- **Stored data entries**
++++++++++++++++++++
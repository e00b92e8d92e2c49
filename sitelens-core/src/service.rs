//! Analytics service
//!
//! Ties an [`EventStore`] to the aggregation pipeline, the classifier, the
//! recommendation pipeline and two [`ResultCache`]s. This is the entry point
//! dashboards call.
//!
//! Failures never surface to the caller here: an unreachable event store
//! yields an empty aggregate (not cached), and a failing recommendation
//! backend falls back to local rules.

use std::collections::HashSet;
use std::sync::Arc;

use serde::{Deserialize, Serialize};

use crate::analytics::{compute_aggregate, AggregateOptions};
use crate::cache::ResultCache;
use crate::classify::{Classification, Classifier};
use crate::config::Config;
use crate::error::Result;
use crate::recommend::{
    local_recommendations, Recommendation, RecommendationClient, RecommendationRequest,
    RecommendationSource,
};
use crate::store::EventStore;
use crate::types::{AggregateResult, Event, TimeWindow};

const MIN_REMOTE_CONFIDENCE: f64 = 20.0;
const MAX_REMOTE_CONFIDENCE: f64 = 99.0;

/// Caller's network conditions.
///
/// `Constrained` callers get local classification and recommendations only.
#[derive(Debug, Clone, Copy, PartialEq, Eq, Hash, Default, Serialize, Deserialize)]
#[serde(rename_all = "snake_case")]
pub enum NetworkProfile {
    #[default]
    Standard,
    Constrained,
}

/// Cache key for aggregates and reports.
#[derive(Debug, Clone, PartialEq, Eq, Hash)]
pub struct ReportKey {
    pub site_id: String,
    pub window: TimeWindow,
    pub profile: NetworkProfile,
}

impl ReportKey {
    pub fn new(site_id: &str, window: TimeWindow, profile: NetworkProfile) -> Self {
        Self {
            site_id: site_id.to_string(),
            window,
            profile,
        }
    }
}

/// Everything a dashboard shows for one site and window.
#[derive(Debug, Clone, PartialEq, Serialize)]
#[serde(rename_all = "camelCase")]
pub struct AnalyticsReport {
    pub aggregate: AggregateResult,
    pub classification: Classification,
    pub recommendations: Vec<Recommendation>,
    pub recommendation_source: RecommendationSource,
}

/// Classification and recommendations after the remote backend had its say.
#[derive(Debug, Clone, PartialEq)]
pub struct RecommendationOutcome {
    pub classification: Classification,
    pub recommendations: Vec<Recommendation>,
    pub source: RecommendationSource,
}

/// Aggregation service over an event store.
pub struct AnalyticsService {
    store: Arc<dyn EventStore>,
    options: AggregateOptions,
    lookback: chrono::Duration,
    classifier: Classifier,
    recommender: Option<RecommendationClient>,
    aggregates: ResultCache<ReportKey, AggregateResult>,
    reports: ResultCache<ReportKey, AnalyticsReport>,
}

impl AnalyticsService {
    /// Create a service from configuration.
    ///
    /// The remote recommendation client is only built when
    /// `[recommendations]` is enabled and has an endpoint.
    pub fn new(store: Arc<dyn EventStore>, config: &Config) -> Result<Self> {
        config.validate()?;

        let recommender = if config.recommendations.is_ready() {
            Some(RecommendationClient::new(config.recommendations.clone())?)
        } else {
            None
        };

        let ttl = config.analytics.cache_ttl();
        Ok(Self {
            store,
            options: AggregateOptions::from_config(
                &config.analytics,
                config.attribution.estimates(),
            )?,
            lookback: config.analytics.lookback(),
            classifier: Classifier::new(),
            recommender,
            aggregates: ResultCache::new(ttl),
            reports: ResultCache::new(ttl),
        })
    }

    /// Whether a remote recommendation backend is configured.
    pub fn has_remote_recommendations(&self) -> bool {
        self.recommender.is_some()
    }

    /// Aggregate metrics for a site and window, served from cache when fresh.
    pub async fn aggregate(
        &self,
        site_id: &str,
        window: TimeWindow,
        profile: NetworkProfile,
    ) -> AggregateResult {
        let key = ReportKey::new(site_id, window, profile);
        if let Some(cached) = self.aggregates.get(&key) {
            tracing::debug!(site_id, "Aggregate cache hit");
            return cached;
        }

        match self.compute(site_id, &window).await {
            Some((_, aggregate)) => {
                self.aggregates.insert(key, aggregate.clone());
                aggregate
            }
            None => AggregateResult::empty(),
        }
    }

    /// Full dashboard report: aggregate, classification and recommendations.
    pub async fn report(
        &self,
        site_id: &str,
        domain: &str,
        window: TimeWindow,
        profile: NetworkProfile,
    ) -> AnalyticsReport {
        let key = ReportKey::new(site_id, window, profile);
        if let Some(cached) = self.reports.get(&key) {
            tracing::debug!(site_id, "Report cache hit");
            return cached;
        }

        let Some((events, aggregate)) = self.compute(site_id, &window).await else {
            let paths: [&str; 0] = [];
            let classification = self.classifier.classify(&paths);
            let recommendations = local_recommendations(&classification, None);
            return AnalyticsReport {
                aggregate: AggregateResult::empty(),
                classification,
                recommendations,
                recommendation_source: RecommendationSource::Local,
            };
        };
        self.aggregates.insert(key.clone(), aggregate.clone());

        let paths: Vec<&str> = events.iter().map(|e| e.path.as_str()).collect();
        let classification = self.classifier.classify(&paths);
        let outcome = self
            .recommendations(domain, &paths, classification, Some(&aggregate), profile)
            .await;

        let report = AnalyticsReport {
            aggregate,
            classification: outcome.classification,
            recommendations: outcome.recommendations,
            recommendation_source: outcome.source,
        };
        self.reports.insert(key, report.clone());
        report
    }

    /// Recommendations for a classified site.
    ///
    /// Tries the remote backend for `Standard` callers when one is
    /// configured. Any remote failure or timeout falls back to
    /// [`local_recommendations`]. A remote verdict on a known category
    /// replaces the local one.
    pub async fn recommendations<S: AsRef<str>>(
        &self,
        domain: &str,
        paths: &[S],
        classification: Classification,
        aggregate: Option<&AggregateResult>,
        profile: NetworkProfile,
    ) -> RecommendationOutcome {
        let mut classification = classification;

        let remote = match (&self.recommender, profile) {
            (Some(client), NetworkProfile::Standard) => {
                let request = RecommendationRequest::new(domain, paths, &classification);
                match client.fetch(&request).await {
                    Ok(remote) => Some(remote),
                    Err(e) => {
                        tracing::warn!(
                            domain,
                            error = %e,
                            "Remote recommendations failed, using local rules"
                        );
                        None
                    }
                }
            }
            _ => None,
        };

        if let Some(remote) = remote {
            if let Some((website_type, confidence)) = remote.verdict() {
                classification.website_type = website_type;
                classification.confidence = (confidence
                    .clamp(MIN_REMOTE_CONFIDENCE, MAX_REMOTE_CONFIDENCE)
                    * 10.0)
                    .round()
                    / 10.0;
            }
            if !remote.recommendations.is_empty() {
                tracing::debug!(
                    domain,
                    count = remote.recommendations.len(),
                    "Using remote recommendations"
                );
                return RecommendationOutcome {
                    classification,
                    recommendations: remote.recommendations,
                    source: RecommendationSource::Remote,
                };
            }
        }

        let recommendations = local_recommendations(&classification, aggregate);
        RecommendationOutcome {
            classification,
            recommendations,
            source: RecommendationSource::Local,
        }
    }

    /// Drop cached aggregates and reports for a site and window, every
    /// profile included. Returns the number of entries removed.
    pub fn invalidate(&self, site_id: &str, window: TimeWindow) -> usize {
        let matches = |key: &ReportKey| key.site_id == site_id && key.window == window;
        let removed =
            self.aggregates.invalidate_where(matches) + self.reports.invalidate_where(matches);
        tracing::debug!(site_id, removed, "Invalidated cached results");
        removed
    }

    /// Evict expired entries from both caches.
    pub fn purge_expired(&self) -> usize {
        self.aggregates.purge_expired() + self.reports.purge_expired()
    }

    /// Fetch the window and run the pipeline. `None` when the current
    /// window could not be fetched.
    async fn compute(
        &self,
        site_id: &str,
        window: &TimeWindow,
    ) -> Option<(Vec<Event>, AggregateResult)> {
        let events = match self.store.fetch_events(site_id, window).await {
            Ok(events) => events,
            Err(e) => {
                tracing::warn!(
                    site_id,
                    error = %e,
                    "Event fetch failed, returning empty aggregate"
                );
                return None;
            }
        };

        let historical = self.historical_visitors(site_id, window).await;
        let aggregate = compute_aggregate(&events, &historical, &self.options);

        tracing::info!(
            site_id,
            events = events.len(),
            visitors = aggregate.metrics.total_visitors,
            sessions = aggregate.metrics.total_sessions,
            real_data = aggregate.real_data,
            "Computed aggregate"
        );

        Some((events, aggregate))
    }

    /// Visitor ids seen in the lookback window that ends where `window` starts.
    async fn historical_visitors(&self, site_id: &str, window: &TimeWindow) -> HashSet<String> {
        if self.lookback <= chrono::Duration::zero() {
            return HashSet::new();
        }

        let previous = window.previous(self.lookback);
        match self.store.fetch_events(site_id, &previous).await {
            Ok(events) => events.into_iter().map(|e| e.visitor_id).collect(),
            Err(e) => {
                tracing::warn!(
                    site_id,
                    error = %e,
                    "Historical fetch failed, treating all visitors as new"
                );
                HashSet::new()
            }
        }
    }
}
++++++++++++++++++++
Copy all lines of the preceding data that hold the word "RecommendationRequest".

    local_recommendations, Recommendation, RecommendationClient, RecommendationRequest,
                let request = RecommendationRequest::new(domain, paths, &classification);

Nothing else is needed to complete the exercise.